INTRODUCTION: Power system communication networks are essential for smart grid operations, enabling real-time monitoring and control. Disruptions at critical communication nodes can jeopardize grid stability and lead to cascading failures, highlighting the need for accurate reliability assessment of these vital components. However, traditional methods often overlook the complex, dynamic, and interdependent nature of modern communication infrastructures. OBJECTIVES: This paper aims to develop a precise and scalable methodology for assessing and enhancing the reliability of critical nodes in smart grid communication networks. METHODS: The proposed approach integrates probabilistic failure modeling, graph-theoretic analysis, and heuristic optimization. Key techniques include a newly designed Criticality Index (CI) accounting for failure probabilities, repair dynamics, and topological relevance; a Monte Carlo simulation framework to assess network behavior under stochastic disturbances; and a genetic algorithm (GA) for optimizing node reinforcement strategies.

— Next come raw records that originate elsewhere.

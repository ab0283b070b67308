//! Scripted collaborators for tests.

use std::collections::VecDeque;
use std::sync::{Arc, Mutex};
use std::time::Duration;
use async_trait::async_trait;
use mission_storage::MemoryBoardStore;
use mission_tools::{
    Executor, ExecutorError, ExecutorOutcome, ExecutorRequest, Notifier, WorkspaceInspector,
    WorkspaceSnapshot,
};
use mission_work::{BoardConfig, BoardService};
use tokio::sync::{mpsc, Semaphore};

use crate::engine::{EngineConfig, ExecutionEngine};

pub struct ScriptedExecutor {
    outcome: ExecutorOutcome,
    gate: Option<Semaphore>,
    stall: bool,
    requests: Mutex<Vec<ExecutorRequest>>,
}

impl ScriptedExecutor {
    pub fn new(outcome: ExecutorOutcome) -> Self {
        Self {
            outcome,
            gate: None,
            stall: false,
            requests: Mutex::new(Vec::new()),
        }
    }

    /// Each run waits for a permit from [`release`](Self::release).
    pub fn gated(outcome: ExecutorOutcome) -> Self {
        Self {
            gate: Some(Semaphore::new(0)),
            ..Self::new(outcome)
        }
    }

    /// Never returns.
    pub fn stalled() -> Self {
        Self {
            stall: true,
            ..Self::new(ExecutorOutcome::default())
        }
    }

    pub fn release(&self, runs: usize) {
        if let Some(gate) = &self.gate {
            gate.add_permits(runs);
        }
    }

    pub fn requests(&self) -> Vec<ExecutorRequest> {
        self.requests.lock().unwrap().clone()
    }
}

#[async_trait]
impl Executor for ScriptedExecutor {
    fn name(&self) -> &str {
        "scripted"
    }

    async fn run(&self, request: &ExecutorRequest) -> Result<ExecutorOutcome, ExecutorError> {
        self.requests.lock().unwrap().push(request.clone());
        if self.stall {
            std::future::pending::<()>().await;
        }
        if let Some(gate) = &self.gate {
            if let Ok(permit) = gate.acquire().await {
                permit.forget();
            }
        }
        Ok(self.outcome.clone())
    }
}

pub struct ScriptedInspector {
    snapshots: Mutex<VecDeque<WorkspaceSnapshot>>,
}

impl ScriptedInspector {
    /// Returns `snapshots` in order, then untracked ones.
    pub fn new(snapshots: Vec<WorkspaceSnapshot>) -> Self {
        Self {
            snapshots: Mutex::new(snapshots.into()),
        }
    }

    pub fn untracked() -> Self {
        Self::new(Vec::new())
    }
}

#[async_trait]
impl WorkspaceInspector for ScriptedInspector {
    async fn snapshot(&self, _context_id: &str) -> WorkspaceSnapshot {
        self.snapshots
            .lock()
            .unwrap()
            .pop_front()
            .unwrap_or_else(WorkspaceSnapshot::untracked)
    }
}

pub struct RecordingNotifier {
    tx: mpsc::UnboundedSender<String>,
    rx: tokio::sync::Mutex<mpsc::UnboundedReceiver<String>>,
}

impl RecordingNotifier {
    pub fn new() -> Self {
        let (tx, rx) = mpsc::unbounded_channel();
        Self {
            tx,
            rx: tokio::sync::Mutex::new(rx),
        }
    }

    /// Next delivered message, waiting up to two seconds.
    pub async fn next(&self) -> Option<String> {
        let mut rx = self.rx.lock().await;
        tokio::time::timeout(Duration::from_secs(2), rx.recv())
            .await
            .ok()
            .flatten()
    }
}

#[async_trait]
impl Notifier for RecordingNotifier {
    async fn send(&self, _channel: &str, _target: &str, message: &str) -> bool {
        self.tx.send(message.to_string()).is_ok()
    }
}

pub struct Rig {
    pub store: Arc<MemoryBoardStore>,
    pub board: BoardService,
    pub engine: ExecutionEngine,
    pub executor: Arc<ScriptedExecutor>,
    pub notifier: Arc<RecordingNotifier>,
}

impl Rig {
    pub fn new(executor: ScriptedExecutor, inspector: ScriptedInspector) -> Self {
        Self::with_config(executor, inspector, EngineConfig::default())
    }

    pub fn with_config(
        executor: ScriptedExecutor,
        inspector: ScriptedInspector,
        config: EngineConfig,
    ) -> Self {
        let store = Arc::new(MemoryBoardStore::new());
        let board = BoardService::new(store.clone(), BoardConfig::default());
        let executor = Arc::new(executor);
        let notifier = Arc::new(RecordingNotifier::new());
        let engine = ExecutionEngine::new(
            board.clone(),
            executor.clone(),
            Arc::new(inspector),
            config,
        )
        .with_notifier(notifier.clone());

        Self {
            store,
            board,
            engine,
            executor,
            notifier,
        }
    }
}
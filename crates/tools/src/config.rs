//! Configuration for the builtin collaborators.

use serde::{Deserialize, Serialize};
use std::collections::HashMap;
use std::path::PathBuf;
use std::sync::Arc;
use crate::builtin::{
    GitWorkspaceInspector, LogNotifier, ProcessExecutor, UnconfiguredExecutor, WebhookNotifier,
};
use crate::r#trait::{Executor, Notifier};

/// Settings for the builtin executor, inspector and notifiers.
#[derive(Debug, Clone, Default, Serialize, Deserialize)]
#[serde(default)]
pub struct ToolsConfig {
    /// Command used to execute missions (none = no external executor)
    pub executor: Option<CommandSpec>,

    /// Directory holding `workspace-<agent>` checkouts
    pub workspace_root: Option<PathBuf>,

    /// Per-agent workspace overrides
    pub workspaces: HashMap<String, PathBuf>,

    /// Webhook receiving notifications (none = log only)
    pub webhook_url: Option<String>,

    /// Per-kind commands; missions of these kinds run through their own
    /// command and are dispatched as soon as they are created
    pub effects: HashMap<String, CommandSpec>,
}

impl ToolsConfig {
    /// The configured executor.
    pub fn build_executor(&self) -> Arc<dyn Executor> {
        match &self.executor {
            Some(spec) => Arc::new(ProcessExecutor::new(spec.clone())),
            None => Arc::new(UnconfiguredExecutor),
        }
    }

    /// One executor per configured kind, sorted by kind.
    pub fn build_effect_executors(&self) -> Vec<(String, Arc<dyn Executor>)> {
        let mut executors: Vec<(String, Arc<dyn Executor>)> = self
            .effects
            .iter()
            .map(|(kind, spec)| {
                let executor: Arc<dyn Executor> = Arc::new(ProcessExecutor::new(spec.clone()));
                (kind.clone(), executor)
            })
            .collect();
        executors.sort_by(|a, b| a.0.cmp(&b.0));
        executors
    }

    /// Git inspector over the configured workspaces.
    pub fn build_inspector(&self) -> GitWorkspaceInspector {
        GitWorkspaceInspector::new(self.workspace_root.clone())
            .with_workspaces(self.workspaces.clone())
    }

    /// Webhook notifier when a URL is configured, else the log notifier.
    pub fn build_notifier(&self) -> Arc<dyn Notifier> {
        match &self.webhook_url {
            Some(url) => Arc::new(WebhookNotifier::new(url.clone())),
            None => Arc::new(LogNotifier),
        }
    }
}

/// An external command template.
///
/// `{agent}`, `{session}` and `{message}` in `args` are replaced per run.
#[derive(Debug, Clone, Serialize, Deserialize)]
pub struct CommandSpec {
    /// Program to run
    pub program: String,

    /// Argument template
    #[serde(default)]
    pub args: Vec<String>,

    /// Extra environment variables
    #[serde(default)]
    pub env: HashMap<String, String>,

    /// Working directory
    #[serde(default)]
    pub working_dir: Option<PathBuf>,
}
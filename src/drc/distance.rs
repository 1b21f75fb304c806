//! Distance calculation algorithms for DRC
//!
//! Point, segment and polygon distances in board millimetres.

use crate::board::Point;

/// Point-to-segment minimum distance and the closest point on the segment
pub fn point_segment_distance(p: Point, a: Point, b: Point) -> (f64, Point) {
    let ab = (b.x - a.x, b.y - a.y);
    let ap = (p.x - a.x, p.y - a.y);
    let ab_len2 = ab.0 * ab.0 + ab.1 * ab.1;

    if ab_len2 < 1e-12 {
        // Degenerate segment
        return (p.distance(&a), a);
    }

    let t = ((ap.0 * ab.0 + ap.1 * ab.1) / ab_len2).clamp(0.0, 1.0);
    let closest = Point::new(a.x + t * ab.0, a.y + t * ab.1);
    (p.distance(&closest), closest)
}

fn cross(o: Point, a: Point, b: Point) -> f64 {
    (a.x - o.x) * (b.y - o.y) - (a.y - o.y) * (b.x - o.x)
}

/// Proper or touching intersection of segments a1-a2 and b1-b2
pub fn segments_intersect(a1: Point, a2: Point, b1: Point, b2: Point) -> bool {
    let d1 = cross(b1, b2, a1);
    let d2 = cross(b1, b2, a2);
    let d3 = cross(a1, a2, b1);
    let d4 = cross(a1, a2, b2);

    if ((d1 > 0.0 && d2 < 0.0) || (d1 < 0.0 && d2 > 0.0))
        && ((d3 > 0.0 && d4 < 0.0) || (d3 < 0.0 && d4 > 0.0))
    {
        return true;
    }

    // Collinear and touching cases
    let on_segment = |p: Point, q: Point, r: Point| {
        r.x >= p.x.min(q.x) - 1e-12
            && r.x <= p.x.max(q.x) + 1e-12
            && r.y >= p.y.min(q.y) - 1e-12
            && r.y <= p.y.max(q.y) + 1e-12
    };
    (d1.abs() < 1e-12 && on_segment(b1, b2, a1))
        || (d2.abs() < 1e-12 && on_segment(b1, b2, a2))
        || (d3.abs() < 1e-12 && on_segment(a1, a2, b1))
        || (d4.abs() < 1e-12 && on_segment(a1, a2, b2))
}

/// Segment-to-segment minimum distance and a marker point between the two
pub fn segment_distance(a1: Point, a2: Point, b1: Point, b2: Point) -> (f64, Point) {
    if segments_intersect(a1, a2, b1, b2) {
        let (_, p) = point_segment_distance(a1, b1, b2);
        return (0.0, p);
    }

    let mut min_d = f64::MAX;
    let mut closest = a1;

    for (p, s1, s2) in [(a1, b1, b2), (a2, b1, b2), (b1, a1, a2), (b2, a1, a2)] {
        let (d, q) = point_segment_distance(p, s1, s2);
        if d < min_d {
            min_d = d;
            closest = p.midpoint(&q);
        }
    }

    (min_d, closest)
}

/// Even-odd point in polygon test; the outline is implicitly closed
pub fn point_in_polygon(p: Point, polygon: &[Point]) -> bool {
    if polygon.len() < 3 {
        return false;
    }
    let mut inside = false;
    let mut j = polygon.len() - 1;
    for i in 0..polygon.len() {
        let (pi, pj) = (polygon[i], polygon[j]);
        if (pi.y > p.y) != (pj.y > p.y) {
            let x = (pj.x - pi.x) * (p.y - pi.y) / (pj.y - pi.y) + pi.x;
            if p.x < x {
                inside = !inside;
            }
        }
        j = i;
    }
    inside
}

/// Closed-outline edges as (start, end) pairs
pub fn polygon_edges(polygon: &[Point]) -> impl Iterator<Item = (Point, Point)> + '_ {
    let n = polygon.len();
    (0..n).map(move |i| (polygon[i], polygon[(i + 1) % n]))
}

/// Segment-to-polygon distance; zero when the segment touches or enters it
pub fn segment_polygon_distance(a: Point, b: Point, polygon: &[Point]) -> (f64, Point) {
    if point_in_polygon(a, polygon) {
        return (0.0, a);
    }
    if point_in_polygon(b, polygon) {
        return (0.0, b);
    }
    polygon_edges(polygon)
        .map(|(e1, e2)| segment_distance(a, b, e1, e2))
        .fold((f64::MAX, a), |best, cur| if cur.0 < best.0 { cur } else { best })
}

/// Polygon-to-polygon distance; zero when they overlap or one contains the other
pub fn polygon_distance(p: &[Point], q: &[Point]) -> (f64, Point) {
    if let Some(v) = p.iter().find(|v| point_in_polygon(**v, q)) {
        return (0.0, *v);
    }
    if let Some(v) = q.iter().find(|v| point_in_polygon(**v, p)) {
        return (0.0, *v);
    }
    let mut best = (f64::MAX, p.first().copied().unwrap_or_default());
    for (a1, a2) in polygon_edges(p) {
        for (b1, b2) in polygon_edges(q) {
            let cur = segment_distance(a1, a2, b1, b2);
            if cur.0 < best.0 {
                best = cur;
            }
        }
    }
    best
}

/// True when any two non-adjacent edges of the outline cross
pub fn polygon_self_intersects(polygon: &[Point]) -> bool {
    let n = polygon.len();
    if n < 4 {
        return false;
    }
    for i in 0..n {
        for j in (i + 2)..n {
            // First and last edges share a vertex
            if i == 0 && j == n - 1 {
                continue;
            }
            let (a1, a2) = (polygon[i], polygon[(i + 1) % n]);
            let (b1, b2) = (polygon[j], polygon[(j + 1) % n]);
            if segments_intersect(a1, a2, b1, b2) {
                return true;
            }
        }
    }
    false
}
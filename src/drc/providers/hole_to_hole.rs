//! Hole to hole spacing provider

use super::{constraint_message, report_all, ProgressCounter, TestProvider, EPSILON};
use crate::board::{build_index, candidate_pairs, Board};
use crate::drc::engine::{DrcEngine, RunOptions};
use crate::drc::types::{ConstraintType, DrcItem, ErrorCode};
use rayon::prelude::*;

pub struct HoleToHoleProvider;

impl TestProvider for HoleToHoleProvider {
    fn name(&self) -> &'static str {
        "hole to hole"
    }

    fn constraint_types(&self) -> &'static [ConstraintType] {
        &[ConstraintType::HoleToHole]
    }

    fn run(&self, engine: &DrcEngine, board: &Board, _options: &RunOptions) -> bool {
        let rules = engine.rule_set();
        let margin = rules
            .worst_constraint(ConstraintType::HoleToHole)
            .map(|c| c.min_or_zero())
            .unwrap_or(0.0);

        let items = &board.items;
        let index = build_index(items, |i| i.hole().is_some());
        let pairs = candidate_pairs(items, &index, margin);

        let counter = ProgressCounter::new(engine, pairs.len());
        let violations: Vec<DrcItem> = pairs
            .par_iter()
            .filter_map(|&(i, j)| {
                if !counter.tick() {
                    return None;
                }
                let (a, b) = (&items[i], &items[j]);
                let ((pa, da), (pb, db)) = (a.hole()?, b.hole()?);
                let actual = (pa.distance(&pb) - da / 2.0 - db / 2.0).max(0.0);
                // Resolve on a shared copper layer so `L` conditions apply
                let layer = a.layers.copper().intersection(&b.layers.copper()).first();
                let constraint = rules.resolve(ConstraintType::HoleToHole, a, Some(b), layer, None);
                let required = constraint.min_or_zero();
                if actual >= required - EPSILON {
                    return None;
                }
                Some(
                    DrcItem::new(ErrorCode::DrilledHolesTooClose, vec![a.id, b.id], pa.midpoint(&pb))
                        .on_layer(layer)
                        .with_message(constraint_message(
                            &constraint,
                            "hole to hole",
                            required,
                            actual,
                        ))
                        .with_rule(&constraint),
                )
            })
            .collect();

        report_all(engine, violations)
    }
}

RESULTS: Experiments conducted on the IEEE-118 bus system demonstrate that the GA-CI methodology improves the Network Robustness Index by 12.45%, consistently outperforming baseline methods with acceptable computational efficiency. CONCLUSION: The proposed framework provides a robust and interpretable solution for reinforcing critical communication infrastructure in smart grids. It holds potential for broader application in the reliability assessment of other complex networked systems.